> **Exercise**:
From the listing below, copy each line that holds "runtime".

══════════

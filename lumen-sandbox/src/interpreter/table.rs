//! Table operations available on `df` and derived tables
//!
//! Every operation returns a new table; the bound dataset is never mutated.

use super::args::Args;
use super::value::Value;
use crate::error::{ScriptError, ScriptResult};
use lumen_core::{Cell, Dataset};
use std::cmp::Ordering;
use std::rc::Rc;

/// Dispatch `table.name(args)`.
pub fn call_method(table: &Rc<Dataset>, name: &str, args: &Args) -> ScriptResult<Value> {
    match name {
        "fillna" => {
            args.check(1, &["value", "column"])?;
            let value = args.required(0, "value")?.to_cell()?;
            let column = optional_column(table, args.named("column"))?;
            Ok(Value::table(fillna(table, &value, column)))
        }
        "dropna" => {
            args.check(1, &["column"])?;
            let column = optional_column(table, args.get(0, "column"))?;
            Ok(Value::table(dropna(table, column)))
        }
        "count_by" => {
            args.check(1, &["column"])?;
            let idx = column_arg(table, args, 0, "column")?;
            Ok(Value::table(count_by(table, idx)))
        }
        "sum_by" | "mean_by" => {
            args.check(2, &["column", "value"])?;
            let group = column_arg(table, args, 0, "column")?;
            let value = column_arg(table, args, 1, "value")?;
            let aggregate = if name == "sum_by" {
                Aggregate::Sum
            } else {
                Aggregate::Mean
            };
            Ok(Value::table(aggregate_by(table, group, value, aggregate)?))
        }
        "sort_by" => {
            args.check(2, &["column", "ascending"])?;
            let idx = column_arg(table, args, 0, "column")?;
            let ascending = args
                .get(1, "ascending")
                .map(Value::is_truthy)
                .unwrap_or(true);
            Ok(Value::table(sort_by(table, idx, ascending)))
        }
        "head" => {
            args.check(1, &["n"])?;
            let n = match args.get(0, "n") {
                Some(v) => v.expect_int("head() row count")?,
                None => 5,
            };
            Ok(Value::table(table.head(n.max(0) as usize)))
        }
        "select" => {
            let names: Vec<String> = match args.positional() {
                [Value::List(items)] => items
                    .iter()
                    .map(|v| v.expect_str("column name").map(str::to_string))
                    .collect::<ScriptResult<_>>()?,
                values => values
                    .iter()
                    .map(|v| v.expect_str("column name").map(str::to_string))
                    .collect::<ScriptResult<_>>()?,
            };
            args.check(usize::MAX, &[])?;
            Ok(Value::table(select(table, &names)?))
        }
        "filter_eq" => {
            args.check(2, &["column", "value"])?;
            let idx = column_arg(table, args, 0, "column")?;
            let value = args.required(1, "value")?;
            Ok(Value::table(filter_eq(table, idx, value)))
        }
        "column" => {
            args.check(1, &["name"])?;
            let idx = column_arg(table, args, 0, "name")?;
            Ok(column_values(table, idx))
        }
        "columns" => {
            args.check(0, &[])?;
            Ok(Value::list(
                table.columns.iter().cloned().map(Value::Str).collect(),
            ))
        }
        "is_empty" => {
            args.check(0, &[])?;
            Ok(Value::Bool(table.is_empty()))
        }
        "len" => {
            args.check(0, &[])?;
            Ok(Value::Int(table.len() as i64))
        }
        other => Err(ScriptError::runtime(format!("table has no method '{other}'"))),
    }
}

/// Resolve a column name or fail with `unknown column`.
pub fn column_index(table: &Dataset, name: &str) -> ScriptResult<usize> {
    table
        .column_index(name)
        .ok_or_else(|| ScriptError::runtime(format!("unknown column '{name}'")))
}

/// Values of one column as a list.
pub fn column_values(table: &Dataset, idx: usize) -> Value {
    Value::list(
        table
            .rows
            .iter()
            .map(|row| row.get(idx).map(Value::from_cell).unwrap_or(Value::None))
            .collect(),
    )
}

fn column_arg(table: &Dataset, args: &Args, index: usize, name: &str) -> ScriptResult<usize> {
    let column = args.required(index, name)?.expect_str("column name")?;
    column_index(table, column)
}

fn optional_column(table: &Dataset, value: Option<&Value>) -> ScriptResult<Option<usize>> {
    match value {
        None | Some(Value::None) => Ok(None),
        Some(v) => column_index(table, v.expect_str("column name")?).map(Some),
    }
}

fn cell_at(row: &[Cell], idx: usize) -> &Cell {
    row.get(idx).unwrap_or(&Cell::Null)
}

// ============================================================================
// OPERATIONS
// ============================================================================

fn fillna(table: &Dataset, value: &Cell, column: Option<usize>) -> Dataset {
    let rows = table
        .rows
        .iter()
        .map(|row| {
            row.iter()
                .enumerate()
                .map(|(i, cell)| {
                    let targeted = column.map_or(true, |c| c == i);
                    if targeted && cell.is_null() {
                        value.clone()
                    } else {
                        cell.clone()
                    }
                })
                .collect()
        })
        .collect();
    Dataset::new(table.columns.clone(), rows)
}

fn dropna(table: &Dataset, column: Option<usize>) -> Dataset {
    let rows = table
        .rows
        .iter()
        .filter(|row| match column {
            Some(c) => !cell_at(row, c).is_null(),
            None => !row.iter().any(Cell::is_null),
        })
        .cloned()
        .collect();
    Dataset::new(table.columns.clone(), rows)
}

/// Occurrences of each non-null value, most frequent first. Ties keep
/// first-appearance order.
fn count_by(table: &Dataset, idx: usize) -> Dataset {
    let mut groups: Vec<(Cell, i64)> = Vec::new();
    for row in &table.rows {
        let cell = cell_at(row, idx);
        if cell.is_null() {
            continue;
        }
        match groups.iter_mut().find(|(key, _)| key == cell) {
            Some((_, n)) => *n += 1,
            None => groups.push((cell.clone(), 1)),
        }
    }
    groups.sort_by(|a, b| b.1.cmp(&a.1));

    Dataset::new(
        vec![table.columns[idx].clone(), "count".to_string()],
        groups
            .into_iter()
            .map(|(key, n)| vec![key, Cell::Integer(n)])
            .collect(),
    )
}

#[derive(Debug, Clone, Copy)]
enum Aggregate {
    Sum,
    Mean,
}

/// Group by a column and aggregate a numeric column. Groups are ordered by
/// key; null keys and null values are skipped.
fn aggregate_by(
    table: &Dataset,
    group: usize,
    value: usize,
    aggregate: Aggregate,
) -> ScriptResult<Dataset> {
    let mut groups: Vec<(Cell, f64, usize)> = Vec::new();
    for row in &table.rows {
        let key = cell_at(row, group);
        let cell = cell_at(row, value);
        if key.is_null() || cell.is_null() {
            continue;
        }
        let number = numeric_cell(cell).ok_or_else(|| {
            ScriptError::runtime(format!(
                "column '{}' contains a non-numeric value '{}'",
                table.columns[value], cell
            ))
        })?;
        match groups.iter_mut().find(|(k, _, _)| k == key) {
            Some((_, total, n)) => {
                *total += number;
                *n += 1;
            }
            None => groups.push((key.clone(), number, 1)),
        }
    }
    groups.sort_by(|a, b| compare_cells(&a.0, &b.0));

    let rows = groups
        .into_iter()
        .map(|(key, total, n)| {
            let result = match aggregate {
                Aggregate::Sum => total,
                Aggregate::Mean => total / n as f64,
            };
            vec![key, Cell::Real(result)]
        })
        .collect();
    Ok(Dataset::new(
        vec![table.columns[group].clone(), table.columns[value].clone()],
        rows,
    ))
}

/// Stable sort; nulls always go last.
fn sort_by(table: &Dataset, idx: usize, ascending: bool) -> Dataset {
    let mut rows = table.rows.clone();
    rows.sort_by(|a, b| {
        let (x, y) = (cell_at(a, idx), cell_at(b, idx));
        match (x.is_null(), y.is_null()) {
            (true, true) => Ordering::Equal,
            (true, false) => Ordering::Greater,
            (false, true) => Ordering::Less,
            (false, false) if ascending => compare_cells(x, y),
            (false, false) => compare_cells(y, x),
        }
    });
    Dataset::new(table.columns.clone(), rows)
}

fn select(table: &Dataset, names: &[String]) -> ScriptResult<Dataset> {
    let indices = names
        .iter()
        .map(|n| column_index(table, n))
        .collect::<ScriptResult<Vec<_>>>()?;
    let rows = table
        .rows
        .iter()
        .map(|row| indices.iter().map(|&i| cell_at(row, i).clone()).collect())
        .collect();
    Ok(Dataset::new(names.to_vec(), rows))
}

fn filter_eq(table: &Dataset, idx: usize, value: &Value) -> Dataset {
    let rows = table
        .rows
        .iter()
        .filter(|row| Value::from_cell(cell_at(row, idx)).loose_eq(value))
        .cloned()
        .collect();
    Dataset::new(table.columns.clone(), rows)
}

fn numeric_cell(cell: &Cell) -> Option<f64> {
    match cell {
        Cell::Integer(n) => Some(*n as f64),
        Cell::Real(f) => Some(*f),
        Cell::Text(s) => s.trim().parse().ok(),
        Cell::Null | Cell::Blob(_) => None,
    }
}

/// Numbers before text, numbers numerically, text lexically.
fn compare_cells(a: &Cell, b: &Cell) -> Ordering {
    let number = |c: &Cell| match c {
        Cell::Integer(n) => Some(*n as f64),
        Cell::Real(f) => Some(*f),
        _ => None,
    };
    match (number(a), number(b)) {
        (Some(x), Some(y)) => x.partial_cmp(&y).unwrap_or(Ordering::Equal),
        (Some(_), None) => Ordering::Less,
        (None, Some(_)) => Ordering::Greater,
        (None, None) => a.to_string().cmp(&b.to_string()),
    }
}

══════════

> **Written answer**:
        other => Err(ScriptError::runtime(format!("table has no method '{other}'"))),
        .ok_or_else(|| ScriptError::runtime(format!("unknown column '{name}'")))
            ScriptError::runtime(format!(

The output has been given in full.